With CMMI, however, the secretary of Health and Human Services has implemented mandatory “demonstrations” that prevent program beneficiaries or providers from opting out of the experiment. In one case, the secretary has proposed a mandatory model that would include fully three-quarters of the country at the outset. This begs the question of whether this can truly be considered a “demonstration,” or whether it is in effect a change in law and an encroachment on Congress’s constitutional authority.

These mandatory models also cause medical providers to change their practices in ways that directly affect patient care. One proposal, for instance, assumes current payment formulas encourage doctors to prescribe higher-cost drugs for their patients. This alters what is covered in ways that will limit seniors and disabled individuals access to newer, innovative drugs. This is especially problematic for patient populations suffering from complex medical conditions including cancer, rheumatoid arthritis, and those with few treatment regimens available. Moreover, when the government imposes these changes in Medicare or Medicaid, the pattern tends to spread throughout all medical care, affecting all patients, regardless of their level of insurance coverage or none at all.

The broad powers vested in CMMI, and the agency’s interpretation of that authority, have the potential to further degrade Congress’s lawmaking authority by shifting decision-making away from elected officials into the hands of unelected bureaucrats. In addition, CMMI has an automatic appropriation of $10 billion once every 10 years, forever. Consequently, this little agency can spend that money however it chooses — escaping the oversight authority Congress should have through its power of the purse.

Making matters worse is that Congress’s own budgetary scorekeeper, the Congressional Budget Office, has effectively ratified CMMI’s authority. The CBO tells us that any altering of CMMI’s demonstration activities would result in a substantial loss in savings. This conclusion is reached by assuming that CMMI’s ability to produce savings supersede those of Congress. If there is overlap between legislative initiatives and CMMI’s authority, CBO treats legislative proposals as secondary; the agency’s savings assumptions favor CMMI. This makes it virtually impossible for Congress to change policy in this area and have it be seen as ‘right’ from a budgetary standpoint.

Congress established CBO in 1974 precisely to ensure the legislature had its own professional budget analysis operation, independent of the Executive Branch. In this case, CBO’s reasoning — that the executive is more effective at legislating than the Congress — turns that principle on its head. It also jeopardizes the constitutional system itself.
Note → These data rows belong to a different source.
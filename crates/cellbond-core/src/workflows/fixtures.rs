//! On-disk datasets shared by the workflow tests.

use crate::engine::config::{ReportConfig, ReportConfigBuilder};
use std::fs;
use std::path::Path;

pub const BARE_POSCAR: &str = "\
graphene 0000
2.46
  2.0 0.0 0.0
  0.5 0.8660254037844386 0.0
  0.0 0.0 6.0
C
4
Selective dynamics
Direct
  1.0 0.0 0.5 T T T
  0.5 0.0 0.5 T T T
  0.6666666666666666 -0.6666666666666666 0.5 T T T
  0.1666666666666667 -0.6666666666666666 0.5 T T T
";

pub const ONE_H_POSCAR: &str = "\
graphane 1000
2.46
  2.0 0.0 0.0
  0.5 0.8660254037844386 0.0
  0.0 0.0 6.0
C H
4 1
Selective dynamics
Direct
  0.0 0.0 0.5 T T T
  0.5 0.0 0.5 T T T
  0.6666666666666666 -0.6666666666666666 0.5 T T T
  0.1666666666666667 -0.6666666666666666 0.5 T T T
  0.0 0.0 0.6 T T T


";

pub const VALLEY_LOG: &str = "\
2.44 F= -.40400908E+02 E0= -40.400908 -40.4 0.0
2.46 F= -.40408000E+02 E0= -40.408000 -40.5 0.0
2.48 F= -.40410485E+02 E0= -40.410485 -40.45 0.0
";

pub const BUMPY_LOG: &str = "\
2.44 F= x E0= x -30.1 0.0
2.46 F= x E0= x -30.0 0.0
2.48 F= x E0= x -30.3 0.0
2.50 F= x E0= x -30.2 0.0
";

pub const KPOINTS: &str = "Automatic mesh\n0\nGamma\n 12 12 1\n";
pub const INCAR: &str = "ENCUT = 500\nISMEAR = 0\n\n";

pub fn write(root: &Path, relative: &str, content: &str) {
    let path = root.join(relative);
    if let Some(parent) = path.parent() {
        fs::create_dir_all(parent).unwrap();
    }
    fs::write(path, content).unwrap();
}

/// Lays out the standard `res/` tree with cells `0000` and `1000` and returns a
/// matching configuration.
pub fn dataset(root: &Path) -> ReportConfig {
    write(root, "res/poscar/POSCAR0000", BARE_POSCAR);
    write(root, "res/poscar/POSCAR1000", ONE_H_POSCAR);
    write(root, "res/etot/results/0000.dat", VALLEY_LOG);
    write(root, "res/etot/results/1000.dat", BUMPY_LOG);
    write(root, "res/io/KPOINTS", KPOINTS);
    write(root, "res/io/INCAR", INCAR);
    write(root, "res/io/current_entry.txt", "0000 1\n1000 4\n");
    builder(root).build().unwrap()
}

pub fn builder(root: &Path) -> ReportConfigBuilder {
    ReportConfigBuilder::new()
        .poscar_dir(root.join("res/poscar"))
        .poscar_prefix("POSCAR")
        .etot_dir(root.join("res/etot/results"))
        .etot_extension("dat")
        .aux_dir(root.join("res/io"))
        .aux_files(vec!["KPOINTS".into(), "INCAR".into()])
        .entries_path(root.join("res/io/current_entry.txt"))
        .output_path(root.join("res/io/output.txt"))
}
use cellbond::core::models::code::StructureCode;
use thiserror::Error;

#[derive(Debug, Error, PartialEq, Eq)]
pub enum ParseError {
    #[error("Invalid --set format: '{0}'. Expected KEY=VALUE.")]
    InvalidKeyValue(String),

    #[error("Key cannot be empty in '{0}'.")]
    EmptyKey(String),

    #[error("Invalid {kind} value for {key}: '{value}'")]
    InvalidValue {
        key: String,
        kind: &'static str,
        value: String,
    },
}

/// Clap value parser for structure codes.
pub fn parse_structure_code(s: &str) -> Result<StructureCode, String> {
    StructureCode::parse(s.trim()).map_err(|e| e.to_string())
}

/// Splits a `--set` argument at its first `=`.
pub fn parse_key_value(s: &str) -> Result<(&str, &str), ParseError> {
    let (key, value) = s
        .split_once('=')
        .ok_or_else(|| ParseError::InvalidKeyValue(s.to_string()))?;
    let key = key.trim();
    if key.is_empty() {
        return Err(ParseError::EmptyKey(s.to_string()));
    }
    Ok((key, value.trim()))
}

pub fn parse_value<T: std::str::FromStr>(
    key: &str,
    value: &str,
    kind: &'static str,
) -> Result<T, ParseError> {
    value.parse().map_err(|_| ParseError::InvalidValue {
        key: key.to_string(),
        kind,
        value: value.to_string(),
    })
}

/// Comma-separated list, blanks dropped.
pub fn parse_list(value: &str) -> Vec<String> {
    value
        .split(',')
        .map(str::trim)
        .filter(|item| !item.is_empty())
        .map(str::to_string)
        .collect()
}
It is important to understand that this is not a petty squabble among political factions in Washington. It is not a matter of technical interpretations of Medicare reimbursement schemes. It is a bipartisan concern that goes to the heart of our constitutional system. The “new payment models” CMMI is devising and imposing on doctors and their patients are not mere computer simulations or science projects in a lab somewhere. They affect real people and their access to care. We are talking about whether or not seniors on Medicare are able to receive the medications or treatment options that their physicians believe are in the best interest of the patient.

Those are the real stakes of this situation — both medical and constitutional — and they should be of concern to every American.

Price, a Georgia Republican, is chairman of the House Budget Committee.